Since the first Arkansas Red Cross Chapter was established in 1917 in Hot Springs, our incredible volunteers have been a lifeline for Arkansans. From historic responses starting with the Great Flood of 1927, requiring three years of disaster relief to Arkansans, to mass feedings during the Great Depression in the 1930’s, Red Cross volunteers continue to lifesaving care for Arkansans.

Arkansas volunteers proudly lend caring hands to others across the country in need of care after weather related and man-made disasters, putting into action American Red Cross care down the street, across the country, around the world.
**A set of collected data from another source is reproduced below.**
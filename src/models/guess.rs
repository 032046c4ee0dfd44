//! Guess records, exam types and typed views over the raw collections.

use std::collections::BTreeMap;
use std::fmt;
use std::str::FromStr;

use serde::{Deserialize, Serialize};

use super::JsonMap;

/// The two exams a course average can be guessed for.
///
/// `compre` is the canonical literal for the second exam. `comprehensive`
/// is accepted when parsing and normalised to `compre`.
#[derive(Debug, Clone, Copy, PartialEq, Eq, Hash, PartialOrd, Ord, Serialize, Deserialize)]
#[serde(rename_all = "lowercase")]
pub enum ExamType {
    Midsem,
    #[serde(alias = "comprehensive")]
    Compre,
}

impl ExamType {
    pub const ALL: [ExamType; 2] = [ExamType::Midsem, ExamType::Compre];

    pub fn as_str(&self) -> &'static str {
        match self {
            ExamType::Midsem => "midsem",
            ExamType::Compre => "compre",
        }
    }
}

impl fmt::Display for ExamType {
    fn fmt(&self, f: &mut fmt::Formatter<'_>) -> fmt::Result {
        f.write_str(self.as_str())
    }
}

impl FromStr for ExamType {
    type Err = String;

    fn from_str(s: &str) -> Result<Self, Self::Err> {
        match s {
            "midsem" => Ok(ExamType::Midsem),
            "compre" | "comprehensive" => Ok(ExamType::Compre),
            other => Err(format!("unknown exam type: {}", other)),
        }
    }
}

/// A participant's guess for one course.
#[derive(Debug, Clone, Default, PartialEq, Serialize, Deserialize)]
pub struct Guess {
    #[serde(default)]
    pub midsem: Option<f64>,
    #[serde(default, alias = "comprehensive")]
    pub compre: Option<f64>,
    #[serde(default, skip_serializing_if = "Option::is_none")]
    pub timestamp: Option<String>,
}

impl Guess {
    pub fn value(&self, exam: ExamType) -> Option<f64> {
        match exam {
            ExamType::Midsem => self.midsem,
            ExamType::Compre => self.compre,
        }
    }

    /// Number of exams this record guesses.
    pub fn prediction_count(&self) -> usize {
        ExamType::ALL
            .iter()
            .filter(|e| self.value(**e).is_some())
            .count()
    }
}

/// username -> course -> guess
pub type GuessTable = BTreeMap<String, BTreeMap<String, Guess>>;

/// course -> exam -> actual average
pub type ResultTable = BTreeMap<String, BTreeMap<ExamType, f64>>;

/// Typed view of the guesses collection.
///
/// Entries that do not have the expected shape are skipped, never reported.
pub fn parse_guesses(raw: &JsonMap) -> GuessTable {
    let mut table = GuessTable::new();
    for (username, courses) in raw {
        let Some(courses) = courses.as_object() else {
            continue;
        };
        let parsed: BTreeMap<String, Guess> = courses
            .iter()
            .filter_map(|(course, value)| {
                serde_json::from_value::<Guess>(value.clone())
                    .ok()
                    .map(|g| (course.clone(), g))
            })
            .collect();
        table.insert(username.clone(), parsed);
    }
    table
}

/// Typed view of the results collection.
///
/// Unknown exam keys and non-numeric averages are skipped.
pub fn parse_results(raw: &JsonMap) -> ResultTable {
    let mut table = ResultTable::new();
    for (course, exams) in raw {
        let Some(exams) = exams.as_object() else {
            continue;
        };
        let parsed: BTreeMap<ExamType, f64> = exams
            .iter()
            .filter_map(|(exam, value)| {
                let exam = exam.parse::<ExamType>().ok()?;
                Some((exam, value.as_f64()?))
            })
            .collect();
        if !parsed.is_empty() {
            table.insert(course.clone(), parsed);
        }
    }
    table
}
The history of the Arkansas Region parallels the calamities and disasters that have befallen the area. Hurricanes, floods, tornados, fires and the effects of war on local residents are backdrops to our story.

  • 2011
    April 15, 2011 - From ‘tax day’ through the middle of June, hundreds of Red Cross responders provided care and disaster relief to Arkansans affected by severe weather. Tornadoes and floods resulted in the death of more than 20 individuals. Numerous communities were damaged by several feet of displaced waterways. Floods caused the unprecedented closing of the University of Arkansas at Fayetteville and a stretch of Interstate 40 west, one of the country’s busiest transportation routes causing 110 mile detours.
  • 2010
    June 11, 2010 - Red Cross provides mental health support and disaster relief to families and emergency responders after a ‘perfect storm’ flash flood kills 20 campers from Arkansas, Louisiana and Texas at the Camp Albert Pike Campground, Ouachita National Forest in western Arkansas. The loss of life and search for victims captured international attention. The search for victims lasted five days.
  • 2008
    February 5, 2008 - More than one town was obliterated as EF-4 tornadoes traveled 123 miles from Atkins in central Arkansas to Gassville in Northeast Arkansas, killing 12 residents.
  • 2005
    August 27, 2005 - Response to Hurricane Katrina remains one the largest American Red Cross responses. More than 100 Red Cross emergency vehicles and crews deployed to Little Rock to be safely in position to continue to the affected states to provide care for Hurricane Katrina victims after the storm hit the Gulf Coast. Red Cross cared for thousands of evacuees relocated to Arkansas with emergency shelters and additional support for three months.
  • 1999
    June 1, 1999 - Arkansas Disaster Teams provide care and emotional support to surviving families after American Airlines Flight 1420 from Dallas-Fort Worth International Airport crashed while attempting to land at the Little Rock National Airport. Eleven persons died as a result of the crash. This was the first Red Cross response per the National Transportation Safety Board naming the American Red Cross as lead for transportation accident family care and crisis intervention.
  • 1998
    March 24, 1998 - In response to the tragic 1988 shooting at Westside Middle School, Craighead County, where two students killed four classmates and a teacher, the American Red Cross of Greater Arkansas launched the first Rapid Response Training Camp, to empower students to respond to emergencies when adults may be unavailable to help. Since its debut, more than 300 high school students from across the state have been certified in advanced health and safety training and leadership skills at the free, weeklong residential camp. As a result of their experience, numerous students not only changed their post high school education to fields including medicine and emergency management, more than one used skills to help someone in need of first aid care.
  • 1997
    March 1, 1997 - Nine tornadoes crossed 260 miles from Hempstead County in southwest to Clay County in the northeast causing 26 deaths.